Like “Mystic Mac” said, they were all the same. It did not matter that Mendes took Aldo closer to the brink than anyone else or that he was supposed to be stylistic kryptonite for McGregor. Mendes was dusted off with the same effortlessness and ease as Siver.
The anticipation for the fight with Aldo was at a fever pitch. The image of a young challenger screaming in the face of a smiling Aldo seemed like a distant memory. McGregor was now officially a champion. Even though Aldo was the most tenured titleholder in the UFC and an all-time pound-for-pound great who had not lost a fight in a decade, he felt like the contender. Such is the gravity of McGregor’s world.
The buildup for the Aldo fight picked up right where it left off, only with the added fervor of being a title unification bout. McGregor-Aldo was the fight of the year, both for the honest and justified anticipation of it and because promotion for it literally lasted the entire calendar year. The five months between McGregor’s victory over Mendes and his showdown with Aldo at UFC 194 seemed like an eternity. It was exhausting to follow. By the time the two of them were walking into the Octagon, it felt like a crescendo of excitement and an unburdening all at once. All of the events and emotions and everything screeched to an instant as the cage door closed and the two men walked toward each other.

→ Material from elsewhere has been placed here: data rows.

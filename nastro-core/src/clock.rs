//! Injectable wall-clock source.
//!
//! Circuit breakers, cooldown windows, and progress snapshots all read the
//! current time through [`Clock`] so tests can drive transitions without
//! sleeping. Monotonic deadlines (timeouts, heartbeat scheduling) use the
//! runtime's `Instant` instead and are not abstracted here.

use std::sync::Mutex;

use chrono::{DateTime, Duration, Utc};

/// A source of wall-clock time.
pub trait Clock: Send + Sync + std::fmt::Debug {
    /// Current UTC time.
    fn now(&self) -> DateTime<Utc>;
}

/// The real system clock.
#[derive(Debug, Clone, Copy, Default)]
pub struct SystemClock;

impl Clock for SystemClock {
    fn now(&self) -> DateTime<Utc> {
        Utc::now()
    }
}

/// A hand-driven clock for tests.
#[derive(Debug)]
pub struct ManualClock {
    now: Mutex<DateTime<Utc>>,
}

impl ManualClock {
    /// Create a clock frozen at the given instant.
    #[must_use]
    pub const fn new(start: DateTime<Utc>) -> Self {
        Self {
            now: Mutex::new(start),
        }
    }

    /// Move the clock forward.
    ///
    /// # Panics
    /// Panics if the internal mutex is poisoned.
    pub fn advance(&self, by: Duration) {
        let mut now = self.now.lock().expect("mutex poisoned");
        *now += by;
    }

    /// Set the clock to an absolute instant.
    ///
    /// # Panics
    /// Panics if the internal mutex is poisoned.
    pub fn set(&self, to: DateTime<Utc>) {
        *self.now.lock().expect("mutex poisoned") = to;
    }
}

impl Clock for ManualClock {
    fn now(&self) -> DateTime<Utc> {
        *self.now.lock().expect("mutex poisoned")
    }
}

#[cfg(test)]
mod tests {
    use super::*;
    use chrono::TimeZone;

    #[test]
    fn manual_clock_advances() {
        let start = Utc.with_ymd_and_hms(2024, 3, 1, 12, 0, 0).unwrap();
        let clock = ManualClock::new(start);
        assert_eq!(clock.now(), start);
        clock.advance(Duration::seconds(31));
        assert_eq!(clock.now(), start + Duration::seconds(31));
    }
}
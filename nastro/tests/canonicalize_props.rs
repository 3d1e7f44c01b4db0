use std::sync::{Arc, Mutex};

use async_trait::async_trait;
use chrono::{TimeZone, Utc};
use nastro::publish::{CanonicalizingPublisher, EventPublisher, NoopCanonMetrics};
use nastro_core::NastroError;
use nastro_core::canon::{Canonicalizer, MappingTable};
use nastro_types::{CanonicalizeConfig, EventPayload, MarketEvent, Quote, Tier, Trade};
use proptest::prelude::*;
use rust_decimal::Decimal;

/// Captures everything published, in order.
#[derive(Default)]
struct RecordingPublisher {
    events: Mutex<Vec<MarketEvent>>,
}

impl RecordingPublisher {
    fn take(&self) -> Vec<MarketEvent> {
        std::mem::take(&mut self.events.lock().unwrap())
    }
}

#[async_trait]
impl EventPublisher for RecordingPublisher {
    fn try_publish(&self, event: MarketEvent) -> bool {
        self.events.lock().unwrap().push(event);
        true
    }

    async fn publish(&self, event: MarketEvent) -> bool {
        self.try_publish(event)
    }

    async fn flush(&self) -> Result<(), NastroError> {
        Ok(())
    }
}

fn canonicalizer() -> Arc<Canonicalizer> {
    let symbols = MappingTable::from_json_str(
        r#"{"version":1,"mappings":{"POLYGON":{"BRK-B":"BRK.B"},"*":{"GOOGL":"GOOG"}}}"#,
    )
    .unwrap();
    let venues = MappingTable::from_json_str(
        r#"{"version":1,"mappings":{"POLYGON":{"4":"XNAS","N":"XNYS"}}}"#,
    )
    .unwrap();
    Arc::new(Canonicalizer::new(symbols, venues, MappingTable::empty()))
}

fn payload_strategy() -> impl Strategy<Value = EventPayload> {
    prop_oneof![
        (1i64..1_000_000, proptest::option::of("[4N7]")).prop_map(|(cents, venue)| {
            EventPayload::Trade(Trade {
                price: Decimal::new(cents, 2),
                size: Decimal::from(100),
                venue,
                conditions: vec![],
            })
        }),
        (1i64..1_000_000).prop_map(|cents| {
            EventPayload::Quote(Quote {
                bid: Decimal::new(cents, 2),
                bid_size: Decimal::from(10),
                ask: Decimal::new(cents + 1, 2),
                ask_size: Decimal::from(10),
                venue: None,
            })
        }),
        Just(EventPayload::Heartbeat),
    ]
}

fn event_strategy() -> impl Strategy<Value = MarketEvent> {
    ("[A-Z]{1,5}", payload_strategy(), any::<u64>()).prop_map(|(symbol, payload, seq)| {
        let at = Utc.with_ymd_and_hms(2024, 3, 1, 14, 30, 0).unwrap();
        MarketEvent::new("polygon", symbol, payload, at).with_sequence(seq)
    })
}

fn publisher() -> CanonicalizingPublisher<Arc<RecordingPublisher>> {
    CanonicalizingPublisher::new(
        Arc::new(RecordingPublisher::default()),
        canonicalizer(),
        CanonicalizeConfig::default(),
        Arc::new(NoopCanonMetrics),
    )
}

proptest! {
    #![proptest_config(ProptestConfig::with_cases(64))]

    // canonicalize(canonicalize(e)) == canonicalize(e): publishing the
    // enriched output again forwards it unchanged.
    #[test]
    fn canonicalization_is_idempotent(event in event_strategy()) {
        let publisher = publisher();

        prop_assert!(publisher.try_publish(event));
        let first_pass = publisher.inner().take();
        prop_assert_eq!(first_pass.len(), 1);
        let once = first_pass.into_iter().next().unwrap();

        prop_assert!(publisher.try_publish(once.clone()));
        let second_pass = publisher.inner().take();
        prop_assert_eq!(second_pass.len(), 1);
        prop_assert_eq!(&second_pass[0], &once);
    }

    // Heartbeats come out exactly as they went in.
    #[test]
    fn heartbeats_pass_unchanged(symbol in "[A-Z]{1,5}", seq in any::<u64>()) {
        let publisher = publisher();
        let at = Utc.with_ymd_and_hms(2024, 3, 1, 14, 30, 0).unwrap();
        let hb = MarketEvent::new("polygon", symbol, EventPayload::Heartbeat, at)
            .with_sequence(seq);

        prop_assert!(publisher.try_publish(hb.clone()));
        let out = publisher.inner().take();
        prop_assert_eq!(out.len(), 1);
        prop_assert_eq!(&out[0], &hb);
    }

    // Enrichment never rewrites the raw symbol and the tier only moves
    // forward.
    #[test]
    fn raw_symbol_immutable_and_tier_monotonic(event in event_strategy()) {
        let publisher = publisher();
        let raw_symbol = event.symbol.clone();
        let raw_tier = event.tier;

        prop_assert!(publisher.try_publish(event));
        let out = publisher.inner().take().into_iter().next().unwrap();
        prop_assert_eq!(out.symbol, raw_symbol);
        prop_assert!(out.tier >= raw_tier);
        if out.tier == Tier::Enriched {
            prop_assert!(out.canonicalization_version > 0);
        } else {
            prop_assert_eq!(out.canonicalization_version, 0);
        }
    }
}
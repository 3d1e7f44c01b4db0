//! Symbol-by-symbol backfill execution.

use std::sync::Arc;

use nastro_core::{Clock, HistoricalProvider, NastroError};
use nastro_types::{BackfillRequest, BackfillResult, EventPayload, MarketEvent};
use tokio::sync::watch;

use super::progress::ProgressTracker;
use crate::publish::EventPublisher;

/// Progress reporting wiring for one run.
pub struct ProgressHandle {
    /// Tracker receiving the updates.
    pub tracker: Arc<ProgressTracker>,
    /// Job id allocated by [`ProgressTracker::start_job`].
    pub job_id: String,
}

/// Fetches bars per symbol and publishes them as `HistoricalBar` events.
pub struct BackfillService {
    clock: Arc<dyn Clock>,
}

impl BackfillService {
    /// Service stamping receive times from `clock`.
    #[must_use]
    pub fn new(clock: Arc<dyn Clock>) -> Self {
        Self { clock }
    }

    /// Run `request` against `provider`, publishing each bar through
    /// `publisher`.
    ///
    /// Per-symbol failures are recorded and the loop continues; cancellation
    /// (via `cancel` flipping to `true`) propagates immediately as
    /// [`NastroError::Canceled`]. The final flush is logged but never fails
    /// the run.
    pub async fn run(
        &self,
        provider: &dyn HistoricalProvider,
        request: &BackfillRequest,
        publisher: &dyn EventPublisher,
        progress: Option<&ProgressHandle>,
        cancel: Option<&watch::Receiver<bool>>,
    ) -> Result<BackfillResult, NastroError> {
        if request.symbols.iter().all(|s| s.trim().is_empty()) {
            return Err(NastroError::InvalidArg(
                "backfill request has no non-blank symbols".to_string(),
            ));
        }

        let started_at = self.clock.now();
        let mut bars_written: u64 = 0;
        let mut failures: Vec<(String, String)> = Vec::new();

        for symbol in &request.symbols {
            let symbol = symbol.trim();
            if symbol.is_empty() {
                continue;
            }
            if cancel.is_some_and(|rx| *rx.borrow()) {
                return Err(NastroError::Canceled);
            }
            if let Some(p) = progress {
                p.tracker.start_symbol(&p.job_id, symbol);
            }

            match provider
                .daily_bars_attributed(symbol, request.from, request.to)
                .await
            {
                Ok((served_by, bars)) => {
                    let mut written_for_symbol: u64 = 0;
                    for (seq, bar) in bars.into_iter().enumerate() {
                        if cancel.is_some_and(|rx| *rx.borrow()) {
                            return Err(NastroError::Canceled);
                        }
                        let event_time = bar.start;
                        let event = MarketEvent::new(
                            &served_by,
                            symbol,
                            EventPayload::HistoricalBar(bar),
                            self.clock.now(),
                        )
                        .with_event_time(event_time)
                        .with_sequence(seq as u64);

                        if publisher.publish(event).await {
                            written_for_symbol += 1;
                        }
                    }
                    bars_written += written_for_symbol;
                    if let Some(p) = progress {
                        p.tracker.record_bars(&p.job_id, symbol, written_for_symbol);
                        p.tracker.complete_symbol(&p.job_id, symbol);
                    }
                    tracing::debug!(symbol, bars = written_for_symbol, provider = %served_by, "symbol backfilled");
                }
                Err(NastroError::Canceled) => return Err(NastroError::Canceled),
                Err(e) => {
                    tracing::warn!(symbol, error = %e, "symbol backfill failed");
                    if let Some(p) = progress {
                        p.tracker.fail_symbol(&p.job_id, symbol, &e.to_string());
                    }
                    failures.push((symbol.to_string(), e.to_string()));
                }
            }
        }

        if let Err(e) = publisher.flush().await {
            tracing::warn!(error = %e, "post-backfill flush failed");
        }

        let error = (!failures.is_empty()).then(|| {
            let detail: Vec<String> = failures
                .iter()
                .map(|(symbol, msg)| format!("{symbol}: {msg}"))
                .collect();
            format!("{} symbol(s) failed: {}", failures.len(), detail.join("; "))
        });

        Ok(BackfillResult {
            success: failures.is_empty(),
            provider: request.provider.clone(),
            symbols: request.symbols.clone(),
            from: request.from,
            to: request.to,
            bars_written,
            started_at,
            completed_at: self.clock.now(),
            error,
        })
    }
}
//! Shared WebSocket streaming lifecycle.

use std::sync::atomic::{AtomicBool, AtomicU32, AtomicU64, Ordering};
use std::sync::{Arc, Mutex, Weak};

use async_trait::async_trait;
use chrono::{DateTime, Utc};
use futures_util::stream::{SplitSink, SplitStream};
use futures_util::{SinkExt, StreamExt};
use nastro_core::{
    Clock, NastroError, SubscriptionManager, SubscriptionRegistry, SystemClock,
};
use nastro_middleware::jitter_ms;
use nastro_types::{
    ConnectBreakerConfig, ConnectRetryConfig, HeartbeatConfig, MarketEvent, ReconnectEvent,
    SubscriptionKind, SymbolSpec,
};
use tokio::sync::{Notify, mpsc};
use tokio::task::JoinHandle;
use tokio::time::Instant;
use tokio_tungstenite::connect_async;
use tokio_tungstenite::tungstenite::client::IntoClientRequest;
use tokio_tungstenite::tungstenite::http::HeaderValue;
use tokio_tungstenite::tungstenite::protocol::CloseFrame;
use tokio_tungstenite::tungstenite::protocol::frame::coding::CloseCode;
use tokio_tungstenite::tungstenite::{Bytes, Message};

use super::adapter::{StreamAdapter, WsSocket};
use super::resilience::ConnectBreaker;
use crate::publish::EventPublisher;

type WsSink = SplitSink<WsSocket, Message>;
type WsRead = SplitStream<WsSocket>;

/// Default id base handed to the subscription registry.
pub const DEFAULT_SUBSCRIPTION_ID_BASE: u64 = 100_000;
/// Capacity of the bounded reconnect-event channel.
pub const RECONNECT_CHANNEL_CAPACITY: usize = 16;

/// Connection lifecycle position, for observability.
#[derive(Debug, Clone, Copy, PartialEq, Eq, Default)]
pub enum ConnectionState {
    /// No socket.
    #[default]
    Disconnected,
    /// Dialing.
    Connecting,
    /// Socket open, not yet authenticated.
    Connected,
    /// Auth exchange in flight.
    Authenticating,
    /// Authenticated, tasks not yet running.
    Authenticated,
    /// Receive loop running.
    Streaming,
    /// Recovering after a lost connection.
    Reconnecting,
}

struct Tasks {
    receive: Option<JoinHandle<()>>,
    heartbeat: Option<JoinHandle<()>>,
    sub_sync: Option<JoinHandle<()>>,
}

/// Builder for [`StreamClient`].
pub struct StreamClientBuilder {
    adapter: Arc<dyn StreamAdapter>,
    publisher: Arc<dyn EventPublisher>,
    retry: ConnectRetryConfig,
    breaker: ConnectBreakerConfig,
    heartbeat: HeartbeatConfig,
    clock: Arc<dyn Clock>,
    id_base: u64,
}

impl StreamClientBuilder {
    /// Connect retry/backoff tuning.
    #[must_use]
    pub const fn retry(mut self, retry: ConnectRetryConfig) -> Self {
        self.retry = retry;
        self
    }

    /// Connect circuit breaker tuning.
    #[must_use]
    pub const fn breaker(mut self, breaker: ConnectBreakerConfig) -> Self {
        self.breaker = breaker;
        self
    }

    /// Liveness probe tuning.
    #[must_use]
    pub const fn heartbeat(mut self, heartbeat: HeartbeatConfig) -> Self {
        self.heartbeat = heartbeat;
        self
    }

    /// Clock for event stamping and reconnect windows.
    #[must_use]
    pub fn clock(mut self, clock: Arc<dyn Clock>) -> Self {
        self.clock = clock;
        self
    }

    /// Starting id for subscription allocation.
    #[must_use]
    pub const fn subscription_id_base(mut self, base: u64) -> Self {
        self.id_base = base;
        self
    }

    /// Finish building. The client is idle until [`StreamClient::connect`].
    #[must_use]
    pub fn build(self) -> Arc<StreamClient> {
        let (reconnect_tx, reconnect_rx) = mpsc::channel(RECONNECT_CHANNEL_CAPACITY);
        Arc::new_cyclic(|me| StreamClient {
            me: me.clone(),
            registry: Arc::new(SubscriptionRegistry::new(self.id_base)),
            adapter: self.adapter,
            publisher: self.publisher,
            retry: self.retry,
            heartbeat: self.heartbeat,
            clock: self.clock,
            breaker: Mutex::new(ConnectBreaker::new(self.breaker)),
            state: Mutex::new(ConnectionState::Disconnected),
            sink: tokio::sync::Mutex::new(None),
            tasks: Mutex::new(Tasks {
                receive: None,
                heartbeat: None,
                sub_sync: None,
            }),
            reconnect_gate: tokio::sync::Mutex::new(()),
            is_reconnecting: AtomicBool::new(false),
            should_run: AtomicBool::new(false),
            last_activity: Mutex::new(Instant::now()),
            heartbeat_strikes: AtomicU32::new(0),
            sequence: AtomicU64::new(0),
            reconnect_tx,
            reconnect_rx: Mutex::new(Some(reconnect_rx)),
            sub_sync_wake: Notify::new(),
        })
    }
}

/// WebSocket streaming base: one live connection, provider specifics behind
/// a [`StreamAdapter`].
///
/// Lifecycle: `Disconnected → Connecting → Connected → Authenticating →
/// Authenticated → Streaming`, with `Reconnecting` entered from heartbeat
/// strikes. Exactly one reconnection runs at a time (gate + flag). Reconnect
/// windows are published to a bounded channel consumed by the gap-fill
/// trigger rather than fired through callbacks.
pub struct StreamClient {
    // Handed to spawned tasks; set once by `Arc::new_cyclic` at build time.
    me: Weak<StreamClient>,
    adapter: Arc<dyn StreamAdapter>,
    publisher: Arc<dyn EventPublisher>,
    registry: Arc<SubscriptionRegistry>,
    retry: ConnectRetryConfig,
    heartbeat: HeartbeatConfig,
    clock: Arc<dyn Clock>,
    breaker: Mutex<ConnectBreaker>,
    state: Mutex<ConnectionState>,
    sink: tokio::sync::Mutex<Option<WsSink>>,
    tasks: Mutex<Tasks>,
    reconnect_gate: tokio::sync::Mutex<()>,
    is_reconnecting: AtomicBool,
    should_run: AtomicBool,
    last_activity: Mutex<Instant>,
    heartbeat_strikes: AtomicU32,
    sequence: AtomicU64,
    reconnect_tx: mpsc::Sender<ReconnectEvent>,
    reconnect_rx: Mutex<Option<mpsc::Receiver<ReconnectEvent>>>,
    sub_sync_wake: Notify,
}
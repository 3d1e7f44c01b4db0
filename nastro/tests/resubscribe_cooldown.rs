use std::sync::Arc;
use std::sync::atomic::{AtomicU64, Ordering};

use async_trait::async_trait;
use chrono::{Duration, TimeZone, Utc};
use nastro::resubscribe::{AutoResubscribePolicy, ResubscribeOutcome};
use nastro_core::{ManualClock, NastroError, SubscriptionManager};
use nastro_types::{IntegritySeverity, ResubscribeConfig, SymbolSpec};

struct CountingManager {
    calls: AtomicU64,
    fail: bool,
}

impl CountingManager {
    fn succeeding() -> Arc<Self> {
        Arc::new(Self {
            calls: AtomicU64::new(0),
            fail: false,
        })
    }

    fn failing() -> Arc<Self> {
        Arc::new(Self {
            calls: AtomicU64::new(0),
            fail: true,
        })
    }

    fn calls(&self) -> u64 {
        self.calls.load(Ordering::SeqCst)
    }
}

#[async_trait]
impl SubscriptionManager for CountingManager {
    async fn apply(&self, _spec: &SymbolSpec) -> Result<(), NastroError> {
        self.calls.fetch_add(1, Ordering::SeqCst);
        if self.fail {
            Err(NastroError::transient("alpaca", "apply failed"))
        } else {
            Ok(())
        }
    }
}

fn clock() -> Arc<ManualClock> {
    Arc::new(ManualClock::new(
        Utc.with_ymd_and_hms(2024, 3, 4, 14, 30, 0).unwrap(),
    ))
}

// Two error findings two seconds apart with a succeeding apply: the first
// triggers, the second is rate-limit skipped, one attempt total.
#[tokio::test]
async fn success_cooldown_skips_rapid_follow_up() {
    let manager = CountingManager::succeeding();
    let clock = clock();
    let policy =
        AutoResubscribePolicy::new(ResubscribeConfig::default(), manager.clone(), clock.clone());
    let spec = SymbolSpec::trades("AAPL");

    let first = policy
        .on_integrity_event("AAPL", IntegritySeverity::Error, &spec)
        .await;
    assert_eq!(first, ResubscribeOutcome::Triggered { success: true });

    clock.advance(Duration::seconds(2));
    let second = policy
        .on_integrity_event("AAPL", IntegritySeverity::Error, &spec)
        .await;
    assert_eq!(second, ResubscribeOutcome::SkippedCooldown);

    let snap = policy.snapshot();
    assert_eq!(snap.attempts, 1);
    assert_eq!(snap.rate_limited_skips, 1);
    assert_eq!(snap.symbols_in_cooldown, 1);
    assert_eq!(manager.calls(), 1);
}

// After a failed attempt (no cooldown), the spacing window still throttles:
// a second finding within five seconds is skipped.
#[tokio::test]
async fn attempt_spacing_throttles_after_failure() {
    let manager = CountingManager::failing();
    let clock = clock();
    let policy =
        AutoResubscribePolicy::new(ResubscribeConfig::default(), manager.clone(), clock.clone());
    let spec = SymbolSpec::trades("AAPL");

    let first = policy
        .on_integrity_event("AAPL", IntegritySeverity::Error, &spec)
        .await;
    assert_eq!(first, ResubscribeOutcome::Triggered { success: false });

    clock.advance(Duration::seconds(2));
    let second = policy
        .on_integrity_event("AAPL", IntegritySeverity::Error, &spec)
        .await;
    assert_eq!(second, ResubscribeOutcome::SkippedRateLimited);
    assert_eq!(manager.calls(), 1);

    // Past the spacing window the next finding attempts again.
    clock.advance(Duration::seconds(4));
    let third = policy
        .on_integrity_event("AAPL", IntegritySeverity::Error, &spec)
        .await;
    assert_eq!(third, ResubscribeOutcome::Triggered { success: false });
    assert_eq!(manager.calls(), 2);
}

// In any cooldown window following a success there is at most one attempt.
#[tokio::test]
async fn at_most_one_attempt_per_cooldown_window() {
    let manager = CountingManager::succeeding();
    let clock = clock();
    let policy =
        AutoResubscribePolicy::new(ResubscribeConfig::default(), manager.clone(), clock.clone());
    let spec = SymbolSpec::trades("AAPL");

    let first = policy
        .on_integrity_event("AAPL", IntegritySeverity::Error, &spec)
        .await;
    assert_eq!(first, ResubscribeOutcome::Triggered { success: true });

    // Hammer the policy across the 30-second cooldown; nothing gets through.
    for _ in 0..14 {
        clock.advance(Duration::seconds(2));
        let outcome = policy
            .on_integrity_event("AAPL", IntegritySeverity::Error, &spec)
            .await;
        assert_eq!(outcome, ResubscribeOutcome::SkippedCooldown);
    }
    assert_eq!(manager.calls(), 1);

    // Once the cooldown has fully elapsed, recovery may run again.
    clock.advance(Duration::seconds(5));
    let outcome = policy
        .on_integrity_event("AAPL", IntegritySeverity::Error, &spec)
        .await;
    assert_eq!(outcome, ResubscribeOutcome::Triggered { success: true });
    assert_eq!(manager.calls(), 2);
}
use std::sync::Arc;

use chrono::{TimeZone, Utc};
use nastro::pipeline::EventPipeline;
use nastro_mock::MemorySink;
use nastro_types::{EventPayload, FullMode, MarketEvent, PipelinePolicy};
use proptest::prelude::*;

fn heartbeat(n: u64) -> MarketEvent {
    let at = Utc.with_ymd_and_hms(2024, 3, 1, 14, 30, 0).unwrap();
    MarketEvent::new("alpaca", "AAPL", EventPayload::Heartbeat, at).with_sequence(n)
}

proptest! {
    #![proptest_config(ProptestConfig::with_cases(32))]

    // With no displacement (capacity >= publishes) every accepted publish is
    // eventually consumed: published = consumed + queue depth at every
    // steady-state observation, and nothing is dropped.
    #[test]
    fn published_equals_consumed_plus_queued(total in 1usize..400) {
        let rt = tokio::runtime::Builder::new_current_thread()
            .enable_time()
            .build()
            .expect("runtime");
        rt.block_on(async move {
            let sink = Arc::new(MemorySink::new());
            let pipeline = EventPipeline::builder(
                Arc::clone(&sink) as Arc<dyn nastro_core::StorageSink>
            )
            .policy(PipelinePolicy {
                capacity: 1_024,
                full_mode: FullMode::DropOldest,
                enable_metrics: true,
            })
            .flush_interval(None)
            .build();

            for n in 0..total {
                prop_assert!(pipeline.try_publish(heartbeat(n as u64)));
                let m = pipeline.metrics();
                prop_assert_eq!(m.published, m.consumed + m.queue_depth as u64);
            }

            pipeline.complete();
            for _ in 0..64 {
                tokio::task::yield_now().await;
            }

            let m = pipeline.metrics();
            prop_assert_eq!(m.published, total as u64);
            prop_assert_eq!(m.consumed, total as u64);
            prop_assert_eq!(m.dropped, 0);
            prop_assert_eq!(m.queue_depth, 0);
            prop_assert_eq!(sink.appended(), total);
            Ok(())
        })?;
    }

    // Under drop-oldest with capacity C, the displaced count makes the books
    // balance: published = consumed + queued + dropped.
    #[test]
    fn displacement_accounting_balances(total in 1usize..200, capacity in 1usize..16) {
        let rt = tokio::runtime::Builder::new_current_thread()
            .enable_time()
            .build()
            .expect("runtime");
        rt.block_on(async move {
            let sink = Arc::new(MemorySink::new());
            let pipeline = EventPipeline::builder(
                Arc::clone(&sink) as Arc<dyn nastro_core::StorageSink>
            )
            .policy(PipelinePolicy {
                capacity,
                full_mode: FullMode::DropOldest,
                enable_metrics: true,
            })
            .flush_interval(None)
            .build();

            // No awaits: the consumer is never scheduled while publishing.
            for n in 0..total {
                prop_assert!(pipeline.try_publish(heartbeat(n as u64)));
                let m = pipeline.metrics();
                prop_assert!(m.queue_depth <= capacity);
                prop_assert_eq!(m.published, m.consumed + m.queue_depth as u64 + m.dropped);
            }

            pipeline.complete();
            for _ in 0..64 {
                tokio::task::yield_now().await;
            }

            let m = pipeline.metrics();
            prop_assert_eq!(m.published, total as u64);
            prop_assert_eq!(m.dropped, total.saturating_sub(capacity) as u64);
            prop_assert_eq!(m.consumed, total.min(capacity) as u64);
            Ok(())
        })?;
    }
}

And then it was all over, as abruptly and unceremoniously as any champion has ever fallen. One punch, and Aldo was out cold. They are all the same -- even Aldo, who it can be argued is one of the four best fighters of all-time in any weight class. He was effectively no different than “oh yeah, that guy” Marcus Brimage. It was like using a tank to wipe Theodore Roosevelt off of Mt. Rushmore in order to chisel a new face. He could not take that left hand shot. Aldo the unbreakable broke.
It is a rare feat to run through an entire division, especially in this day and age. However, this is not the aging light heavyweight landscape that Jon Jones bulldozed or the barren wasteland of Anderson Silva’s middleweight division. Nor is it the shallow pools of Demetrious Johnson’s flyweights. This featherweight division right now is one of the top two or three toughest, most talented divisions in the sport; and McGregor, Sherdog.com’s 2015 “Fighter of the Year,” has breezed through it like he expected nothing less. Why were we surprised? “I would maul Mendes, and Aldo is another easy win,” McGregor said after his 2014 win over Dustin Poirer. He said it, and then he did it.
With records set in and out of the cage and two championship belts won against the two top fighters in the division, there is no denying that 2015 was the year of the “Notorious,” and we were all lucky to be able to see it play out in real time. If we were listening, we would have never had to see anything to know who already conquered the sport; McGregor has been saying it all along, even before it happened.